Dans sa première partie, Dans la mer vivante des rêves éveillés, huitième roman du grand romancier australien, joue sur ces ruptures de rythme pour signifier le caractère intenable de notre situation face à la biosphère qui disparaît morceau par morceau : faut-il avancer et agir au plus vite, ou ralentir et réfléchir ? Flanagan transforme la réalité terrible du changement climatique en rivières de mots, en visions fascinantes, effrayantes et sublimes.
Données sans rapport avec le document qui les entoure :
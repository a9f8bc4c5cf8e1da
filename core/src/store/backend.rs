// Storage abstraction for durable mesh state

use parking_lot::RwLock;
use std::collections::HashMap;
use std::path::Path;
use std::sync::Arc;
use thiserror::Error;

/// Errors from a storage backend
#[derive(Error, Debug, Clone)]
pub enum StorageError {
    #[error("Storage open failed: {0}")]
    Open(String),
    #[error("Storage read failed: {0}")]
    Read(String),
    #[error("Storage write failed: {0}")]
    Write(String),
    #[error("Corrupt value for key {0}")]
    Corrupt(String),
}

/// Key/value persistence used by the sequence authority
pub trait StorageBackend: Send + Sync {
    fn put(&self, key: &[u8], value: &[u8]) -> Result<(), StorageError>;
    fn get(&self, key: &[u8]) -> Result<Option<Vec<u8>>, StorageError>;
    fn remove(&self, key: &[u8]) -> Result<(), StorageError>;
    fn scan_prefix(&self, prefix: &[u8]) -> Result<Vec<(Vec<u8>, Vec<u8>)>, StorageError>;
    fn flush(&self) -> Result<(), StorageError>;
}

/// In-memory storage useful for testing and throwaway sessions
#[derive(Clone, Default)]
pub struct MemoryStorage {
    data: Arc<RwLock<HashMap<Vec<u8>, Vec<u8>>>>,
    writes: Arc<RwLock<u64>>,
}

impl MemoryStorage {
    pub fn new() -> Self {
        Self::default()
    }

    /// Number of `put` calls served so far
    pub fn write_count(&self) -> u64 {
        *self.writes.read()
    }
}

impl StorageBackend for MemoryStorage {
    fn put(&self, key: &[u8], value: &[u8]) -> Result<(), StorageError> {
        self.data.write().insert(key.to_vec(), value.to_vec());
        *self.writes.write() += 1;
        Ok(())
    }

    fn get(&self, key: &[u8]) -> Result<Option<Vec<u8>>, StorageError> {
        Ok(self.data.read().get(key).cloned())
    }

    fn remove(&self, key: &[u8]) -> Result<(), StorageError> {
        self.data.write().remove(key);
        Ok(())
    }

    fn scan_prefix(&self, prefix: &[u8]) -> Result<Vec<(Vec<u8>, Vec<u8>)>, StorageError> {
        let mut results: Vec<(Vec<u8>, Vec<u8>)> = self
            .data
            .read()
            .iter()
            .filter(|(k, _)| k.starts_with(prefix))
            .map(|(k, v)| (k.clone(), v.clone()))
            .collect();
        results.sort();
        Ok(results)
    }

    fn flush(&self) -> Result<(), StorageError> {
        Ok(())
    }
}

/// Durable storage on a sled database
pub struct SledStorage {
    db: sled::Db,
}

impl SledStorage {
    pub fn open(path: impl AsRef<Path>) -> Result<Self, StorageError> {
        let db = sled::open(path).map_err(|e| StorageError::Open(e.to_string()))?;
        Ok(Self { db })
    }
}

impl StorageBackend for SledStorage {
    fn put(&self, key: &[u8], value: &[u8]) -> Result<(), StorageError> {
        self.db
            .insert(key, value)
            .map_err(|e| StorageError::Write(e.to_string()))?;
        Ok(())
    }

    fn get(&self, key: &[u8]) -> Result<Option<Vec<u8>>, StorageError> {
        let value = self
            .db
            .get(key)
            .map_err(|e| StorageError::Read(e.to_string()))?;
        Ok(value.map(|ivec| ivec.to_vec()))
    }

    fn remove(&self, key: &[u8]) -> Result<(), StorageError> {
        self.db
            .remove(key)
            .map_err(|e| StorageError::Write(e.to_string()))?;
        Ok(())
    }

    fn scan_prefix(&self, prefix: &[u8]) -> Result<Vec<(Vec<u8>, Vec<u8>)>, StorageError> {
        let mut results = Vec::new();
        for item in self.db.scan_prefix(prefix) {
            let (k, v) = item.map_err(|e| StorageError::Read(e.to_string()))?;
            results.push((k.to_vec(), v.to_vec()));
        }
        Ok(results)
    }

    fn flush(&self) -> Result<(), StorageError> {
        self.db
            .flush()
            .map_err(|e| StorageError::Write(e.to_string()))?;
        Ok(())
    }
}

#[cfg(test)]
mod tests {
    use super::*;

    #[test]
    fn test_memory_storage_put_get_remove() {
        let storage = MemoryStorage::new();
        storage.put(b"seq/home/7f00", &[0, 0, 1, 0]).unwrap();
        assert_eq!(storage.get(b"seq/home/7f00").unwrap(), Some(vec![0, 0, 1, 0]));
        assert_eq!(storage.write_count(), 1);

        storage.remove(b"seq/home/7f00").unwrap();
        assert!(storage.get(b"seq/home/7f00").unwrap().is_none());
    }

    #[test]
    fn test_memory_storage_scan_prefix_sorted() {
        let storage = MemoryStorage::new();
        storage.put(b"seq/b", b"2").unwrap();
        storage.put(b"seq/a", b"1").unwrap();
        storage.put(b"other", b"x").unwrap();

        let results = storage.scan_prefix(b"seq/").unwrap();
        assert_eq!(results.len(), 2);
        assert_eq!(results[0].0, b"seq/a".to_vec());
    }

    #[test]
    fn test_sled_storage_survives_reopen() {
        let dir = tempfile::tempdir().unwrap();
        {
            let storage = SledStorage::open(dir.path()).unwrap();
            storage.put(b"k", b"v").unwrap();
            storage.flush().unwrap();
        }
        let storage = SledStorage::open(dir.path()).unwrap();
        assert_eq!(storage.get(b"k").unwrap(), Some(b"v".to_vec()));
    }
}
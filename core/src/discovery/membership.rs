//! Group membership from the mesh configuration database

use crate::address::{is_group, DEFAULT_GROUP};
use crate::model::DeviceRegistry;
use async_trait::async_trait;
use serde::{Deserialize, Serialize};
use std::path::Path;
use thiserror::Error;
use tracing::{debug, info};

#[derive(Error, Debug, Clone, PartialEq, Eq)]
pub enum DatabaseError {
    #[error("Database unavailable: {0}")]
    Unavailable(String),
    #[error("Database malformed: {0}")]
    Malformed(String),
    #[error("Database I/O: {0}")]
    Io(String),
}

/// One node's model subscriptions
#[derive(Debug, Clone, PartialEq, Eq, Serialize, Deserialize)]
#[serde(rename_all = "camelCase")]
pub struct NodeSubscriptions {
    pub unicast_address: u16,
    #[serde(default)]
    pub subscriptions: Vec<u16>,
}

/// Mesh configuration database reachable through the proxy
#[async_trait]
pub trait MeshDatabase: Send + Sync {
    async fn node_subscriptions(&self) -> Result<Vec<NodeSubscriptions>, DatabaseError>;
}

/// Database backed by a fixed list, usually loaded from JSON
#[derive(Debug, Clone, Default)]
pub struct StaticDatabase {
    nodes: Vec<NodeSubscriptions>,
}

impl StaticDatabase {
    pub fn new(nodes: Vec<NodeSubscriptions>) -> Self {
        Self { nodes }
    }

    pub fn from_json(json: &str) -> Result<Self, DatabaseError> {
        let nodes = serde_json::from_str(json).map_err(|e| DatabaseError::Malformed(e.to_string()))?;
        Ok(Self { nodes })
    }

    pub fn load(path: impl AsRef<Path>) -> Result<Self, DatabaseError> {
        let json = std::fs::read_to_string(path.as_ref())
            .map_err(|e| DatabaseError::Io(format!("{}: {}", path.as_ref().display(), e)))?;
        Self::from_json(&json)
    }

    pub fn nodes(&self) -> &[NodeSubscriptions] {
        &self.nodes
    }
}

#[async_trait]
impl MeshDatabase for StaticDatabase {
    async fn node_subscriptions(&self) -> Result<Vec<NodeSubscriptions>, DatabaseError> {
        Ok(self.nodes.clone())
    }
}

/// What a membership sync changed
#[derive(Debug, Clone, Copy, Default, PartialEq, Eq)]
pub struct MembershipSync {
    pub groups_created: usize,
    pub devices_assigned: usize,
    pub memberships_confirmed: usize,
}

/// Apply database subscriptions to the registry.
///
/// Every valid group subscription creates the group and confirms the node.
/// A node without a group is assigned to the default group when subscribed
/// to it, else to its first valid group.
pub fn sync_membership(registry: &DeviceRegistry, nodes: &[NodeSubscriptions]) -> MembershipSync {
    let mut sync = MembershipSync::default();

    for node in nodes {
        let groups: Vec<u16> = node
            .subscriptions
            .iter()
            .copied()
            .filter(|a| is_group(*a))
            .collect();
        if groups.len() != node.subscriptions.len() {
            debug!(
                "Node 0x{:04X}: ignoring {} non-group subscription(s)",
                node.unicast_address,
                node.subscriptions.len() - groups.len()
            );
        }
        if groups.is_empty() {
            continue;
        }

        for group in &groups {
            if registry.ensure_group(*group) {
                sync.groups_created += 1;
            }
        }

        let unassigned = registry
            .device(node.unicast_address)
            .map_or(true, |d| d.group.is_none());
        if unassigned {
            let chosen = if groups.contains(&DEFAULT_GROUP) {
                DEFAULT_GROUP
            } else {
                groups[0]
            };
            registry.assign_group(node.unicast_address, chosen);
            sync.devices_assigned += 1;
        }

        for group in &groups {
            if registry.confirm_member(*group, node.unicast_address) {
                sync.memberships_confirmed += 1;
            }
        }
    }

    info!(
        "Membership sync: {} group(s) created, {} device(s) assigned, {} membership(s) confirmed",
        sync.groups_created, sync.devices_assigned, sync.memberships_confirmed
    );
    sync
}

#[cfg(test)]
mod tests {
    use super::*;

    fn node(unicast: u16, subscriptions: &[u16]) -> NodeSubscriptions {
        NodeSubscriptions {
            unicast_address: unicast,
            subscriptions: subscriptions.to_vec(),
        }
    }

    #[test]
    fn test_default_group_assignment() {
        let registry = DeviceRegistry::new();
        let sync = sync_membership(&registry, &[node(0x0010, &[0xC000])]);

        assert_eq!(registry.device(0x0010).unwrap().group, Some(0xC000));
        assert_eq!(registry.confirmed_members(0xC000), vec![0x0010]);
        assert_eq!(sync.groups_created, 1);
        assert_eq!(sync.devices_assigned, 1);
    }

    #[test]
    fn test_default_preferred_over_first() {
        let registry = DeviceRegistry::new();
        sync_membership(&registry, &[node(0x0011, &[0xC002, 0xC000])]);
        assert_eq!(registry.device(0x0011).unwrap().group, Some(0xC000));
        assert_eq!(registry.confirmed_members(0xC002), vec![0x0011]);
    }

    #[test]
    fn test_first_valid_group_without_default() {
        let registry = DeviceRegistry::new();
        sync_membership(&registry, &[node(0x0012, &[0x0005, 0xFFFF, 0xC003, 0xC004])]);
        assert_eq!(registry.device(0x0012).unwrap().group, Some(0xC003));
        assert_eq!(registry.group_ids(), vec![0xC003, 0xC004]);
    }

    #[test]
    fn test_existing_assignment_kept() {
        let registry = DeviceRegistry::new();
        registry.assign_group(0x0013, 0xC005);
        sync_membership(&registry, &[node(0x0013, &[0xC000])]);
        assert_eq!(registry.device(0x0013).unwrap().group, Some(0xC005));
        assert_eq!(registry.confirmed_members(0xC000), vec![0x0013]);
    }

    #[test]
    fn test_static_database_json() {
        let db = StaticDatabase::from_json(
            r#"[{"unicastAddress": 16, "subscriptions": [49152]}, {"unicastAddress": 17}]"#,
        )
        .expect("parse");
        assert_eq!(db.nodes().len(), 2);
        assert_eq!(db.nodes()[0].subscriptions, vec![0xC000]);
        assert!(db.nodes()[1].subscriptions.is_empty());

        assert!(matches!(
            StaticDatabase::from_json("{"),
            Err(DatabaseError::Malformed(_))
        ));
    }
}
Des bouts du corps d’Anna, doigt, puis oeil, s’évanouissent également sans que personne ne s’en aperçoive. Et la mère, Francie, vivante mais morte déjà, agonise sur son lit d’hôpital tandis qu’Anna et ses frères tentent de la “sauver”, ou plutôt s’acharnent à la maintenir en vie. Courage ou cruauté ultime ? Des idéaux humains émergent malgré tout du marasme : amour, espoir, dignité.
Ils se dessinent en toile de fond, comme des indices qui s’accumulent derrière un rideau de flammes pour mieux épaissir le mystère toujours plus grand de nos existences fragiles, de notre avenir menacé.
Dans la mer vivante des rêves éveillés de Richard Flanagan (Actes Sud), traduit de l’anglais (Australie) par France Camus-Pichon, 288 p., 22,50 €. En librairie le 2 février.